# [Work request]
Copy out each line of the material that includes the word "business".

++++ The input

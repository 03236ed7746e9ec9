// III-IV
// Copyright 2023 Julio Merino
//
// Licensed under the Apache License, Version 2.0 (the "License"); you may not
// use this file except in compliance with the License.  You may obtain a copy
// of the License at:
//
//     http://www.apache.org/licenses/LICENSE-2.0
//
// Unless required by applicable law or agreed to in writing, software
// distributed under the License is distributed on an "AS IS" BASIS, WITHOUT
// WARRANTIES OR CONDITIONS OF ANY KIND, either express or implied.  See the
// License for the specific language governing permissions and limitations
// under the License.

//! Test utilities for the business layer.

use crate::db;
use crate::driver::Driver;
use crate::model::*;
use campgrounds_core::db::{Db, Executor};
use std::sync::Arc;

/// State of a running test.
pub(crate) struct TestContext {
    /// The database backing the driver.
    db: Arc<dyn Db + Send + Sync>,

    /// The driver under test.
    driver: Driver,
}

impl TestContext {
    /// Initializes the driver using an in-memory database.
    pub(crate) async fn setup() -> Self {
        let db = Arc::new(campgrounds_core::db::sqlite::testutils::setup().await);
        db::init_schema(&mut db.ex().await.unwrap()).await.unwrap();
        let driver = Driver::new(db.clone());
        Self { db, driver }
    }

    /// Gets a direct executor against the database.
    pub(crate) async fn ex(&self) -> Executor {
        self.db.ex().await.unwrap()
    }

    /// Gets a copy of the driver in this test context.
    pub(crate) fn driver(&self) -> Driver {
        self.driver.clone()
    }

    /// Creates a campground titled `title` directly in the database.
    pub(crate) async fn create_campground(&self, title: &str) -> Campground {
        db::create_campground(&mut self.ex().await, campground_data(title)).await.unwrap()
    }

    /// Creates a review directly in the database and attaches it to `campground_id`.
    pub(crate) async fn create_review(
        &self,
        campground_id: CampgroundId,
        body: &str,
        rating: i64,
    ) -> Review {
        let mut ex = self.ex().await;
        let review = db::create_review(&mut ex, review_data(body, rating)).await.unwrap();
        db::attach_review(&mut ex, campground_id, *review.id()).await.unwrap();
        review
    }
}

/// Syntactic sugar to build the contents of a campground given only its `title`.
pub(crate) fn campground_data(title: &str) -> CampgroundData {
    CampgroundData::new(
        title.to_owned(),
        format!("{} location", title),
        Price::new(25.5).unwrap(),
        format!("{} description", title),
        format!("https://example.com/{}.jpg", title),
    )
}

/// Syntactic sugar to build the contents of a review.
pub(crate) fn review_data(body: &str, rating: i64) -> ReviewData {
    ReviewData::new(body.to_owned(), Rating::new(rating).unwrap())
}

++++++++
++++ The input

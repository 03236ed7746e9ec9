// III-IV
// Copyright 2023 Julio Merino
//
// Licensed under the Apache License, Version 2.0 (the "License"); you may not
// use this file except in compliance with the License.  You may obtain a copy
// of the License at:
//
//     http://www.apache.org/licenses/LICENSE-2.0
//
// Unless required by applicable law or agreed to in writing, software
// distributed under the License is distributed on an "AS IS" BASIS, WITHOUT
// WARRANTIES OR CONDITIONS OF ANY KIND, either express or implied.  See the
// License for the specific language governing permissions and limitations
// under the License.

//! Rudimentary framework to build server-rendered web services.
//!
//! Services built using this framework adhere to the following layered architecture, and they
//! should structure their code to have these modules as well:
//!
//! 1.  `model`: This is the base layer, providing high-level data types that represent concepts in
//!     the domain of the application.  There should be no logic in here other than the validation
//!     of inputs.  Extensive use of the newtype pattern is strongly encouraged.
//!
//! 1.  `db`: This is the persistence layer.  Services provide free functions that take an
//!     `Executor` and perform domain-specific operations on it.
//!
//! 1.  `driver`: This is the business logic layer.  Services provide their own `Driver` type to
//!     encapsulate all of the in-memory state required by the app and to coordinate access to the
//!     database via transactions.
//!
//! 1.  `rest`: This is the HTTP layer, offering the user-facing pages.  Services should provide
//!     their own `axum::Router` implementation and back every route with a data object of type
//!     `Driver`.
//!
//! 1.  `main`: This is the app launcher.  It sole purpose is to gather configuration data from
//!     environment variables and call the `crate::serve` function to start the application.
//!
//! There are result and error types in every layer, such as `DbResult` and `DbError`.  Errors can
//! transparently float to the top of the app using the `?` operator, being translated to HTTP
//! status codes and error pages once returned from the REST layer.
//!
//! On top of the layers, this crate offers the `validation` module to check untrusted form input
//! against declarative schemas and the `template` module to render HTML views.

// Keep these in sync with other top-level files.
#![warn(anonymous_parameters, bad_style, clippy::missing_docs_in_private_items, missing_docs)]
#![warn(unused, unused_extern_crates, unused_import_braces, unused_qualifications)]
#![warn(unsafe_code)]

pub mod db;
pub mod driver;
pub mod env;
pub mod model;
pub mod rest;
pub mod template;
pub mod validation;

++++++++
++++ The input

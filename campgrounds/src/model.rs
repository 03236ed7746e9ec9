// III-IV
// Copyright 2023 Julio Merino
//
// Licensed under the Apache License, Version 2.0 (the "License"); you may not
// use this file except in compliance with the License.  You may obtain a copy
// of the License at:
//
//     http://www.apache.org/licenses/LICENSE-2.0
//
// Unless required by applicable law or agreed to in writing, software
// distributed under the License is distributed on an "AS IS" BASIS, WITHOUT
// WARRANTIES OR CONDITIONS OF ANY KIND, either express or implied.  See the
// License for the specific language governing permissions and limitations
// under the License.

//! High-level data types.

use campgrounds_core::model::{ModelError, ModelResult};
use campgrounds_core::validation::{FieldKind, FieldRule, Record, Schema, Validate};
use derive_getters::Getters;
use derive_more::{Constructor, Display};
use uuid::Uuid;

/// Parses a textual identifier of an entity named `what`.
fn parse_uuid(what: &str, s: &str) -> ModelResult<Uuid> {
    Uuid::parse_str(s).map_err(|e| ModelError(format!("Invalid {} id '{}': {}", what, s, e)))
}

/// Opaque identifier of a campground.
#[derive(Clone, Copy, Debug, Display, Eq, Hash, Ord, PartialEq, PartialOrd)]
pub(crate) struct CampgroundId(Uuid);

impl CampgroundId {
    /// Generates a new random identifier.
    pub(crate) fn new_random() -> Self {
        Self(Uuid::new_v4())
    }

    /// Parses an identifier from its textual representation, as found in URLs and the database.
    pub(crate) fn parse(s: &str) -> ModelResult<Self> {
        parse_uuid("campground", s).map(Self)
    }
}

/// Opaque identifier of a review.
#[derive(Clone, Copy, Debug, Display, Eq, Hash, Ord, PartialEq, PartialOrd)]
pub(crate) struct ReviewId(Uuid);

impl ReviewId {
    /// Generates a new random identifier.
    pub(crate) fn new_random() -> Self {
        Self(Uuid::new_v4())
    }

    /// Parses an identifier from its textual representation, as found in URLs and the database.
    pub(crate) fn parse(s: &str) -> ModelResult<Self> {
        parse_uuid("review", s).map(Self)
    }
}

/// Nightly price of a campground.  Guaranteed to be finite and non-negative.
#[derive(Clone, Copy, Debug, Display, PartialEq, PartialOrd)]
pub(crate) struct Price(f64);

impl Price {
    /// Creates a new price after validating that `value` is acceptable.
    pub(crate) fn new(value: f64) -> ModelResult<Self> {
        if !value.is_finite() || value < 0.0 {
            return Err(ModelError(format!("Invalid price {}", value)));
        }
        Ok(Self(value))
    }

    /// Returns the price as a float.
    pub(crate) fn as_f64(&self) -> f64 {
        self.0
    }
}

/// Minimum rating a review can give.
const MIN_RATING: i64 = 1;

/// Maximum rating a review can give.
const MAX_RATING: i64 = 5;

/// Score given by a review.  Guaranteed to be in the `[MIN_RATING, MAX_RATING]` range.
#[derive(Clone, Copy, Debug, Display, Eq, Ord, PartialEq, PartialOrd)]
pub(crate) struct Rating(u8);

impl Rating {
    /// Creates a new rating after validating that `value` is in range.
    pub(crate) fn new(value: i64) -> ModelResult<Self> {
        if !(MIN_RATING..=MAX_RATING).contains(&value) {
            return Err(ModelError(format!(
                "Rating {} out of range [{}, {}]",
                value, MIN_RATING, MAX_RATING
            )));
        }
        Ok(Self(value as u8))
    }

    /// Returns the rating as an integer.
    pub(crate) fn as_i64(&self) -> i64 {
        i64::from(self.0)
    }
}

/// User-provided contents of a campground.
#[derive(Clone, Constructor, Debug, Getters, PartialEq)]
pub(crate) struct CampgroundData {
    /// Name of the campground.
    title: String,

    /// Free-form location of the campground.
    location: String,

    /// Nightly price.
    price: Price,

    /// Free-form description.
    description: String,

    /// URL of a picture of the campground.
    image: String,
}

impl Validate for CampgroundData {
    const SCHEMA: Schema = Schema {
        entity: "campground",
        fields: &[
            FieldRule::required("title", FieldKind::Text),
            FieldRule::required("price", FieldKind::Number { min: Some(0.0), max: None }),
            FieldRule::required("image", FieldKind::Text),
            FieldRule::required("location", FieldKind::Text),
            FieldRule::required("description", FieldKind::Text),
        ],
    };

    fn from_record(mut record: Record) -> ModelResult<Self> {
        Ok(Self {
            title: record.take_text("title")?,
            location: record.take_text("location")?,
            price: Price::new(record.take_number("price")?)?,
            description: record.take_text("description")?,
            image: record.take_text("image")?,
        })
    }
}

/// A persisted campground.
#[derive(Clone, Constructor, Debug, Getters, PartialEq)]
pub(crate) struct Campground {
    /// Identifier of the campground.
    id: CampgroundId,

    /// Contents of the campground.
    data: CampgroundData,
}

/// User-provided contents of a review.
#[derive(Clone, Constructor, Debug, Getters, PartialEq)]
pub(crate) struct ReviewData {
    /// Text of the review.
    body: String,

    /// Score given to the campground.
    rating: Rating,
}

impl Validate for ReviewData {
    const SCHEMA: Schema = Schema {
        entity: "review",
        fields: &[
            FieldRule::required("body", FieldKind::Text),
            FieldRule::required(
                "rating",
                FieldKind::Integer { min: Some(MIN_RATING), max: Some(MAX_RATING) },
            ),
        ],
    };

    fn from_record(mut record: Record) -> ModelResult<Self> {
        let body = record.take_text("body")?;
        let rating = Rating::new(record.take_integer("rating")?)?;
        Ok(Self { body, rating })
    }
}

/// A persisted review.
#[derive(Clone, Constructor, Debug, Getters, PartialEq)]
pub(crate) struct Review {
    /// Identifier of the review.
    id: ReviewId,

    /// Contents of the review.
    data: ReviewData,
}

++++++++

# [Answer box]
//! Test utilities for the business layer.
//! 1.  `driver`: This is the business logic layer.  Services provide their own `Driver` type to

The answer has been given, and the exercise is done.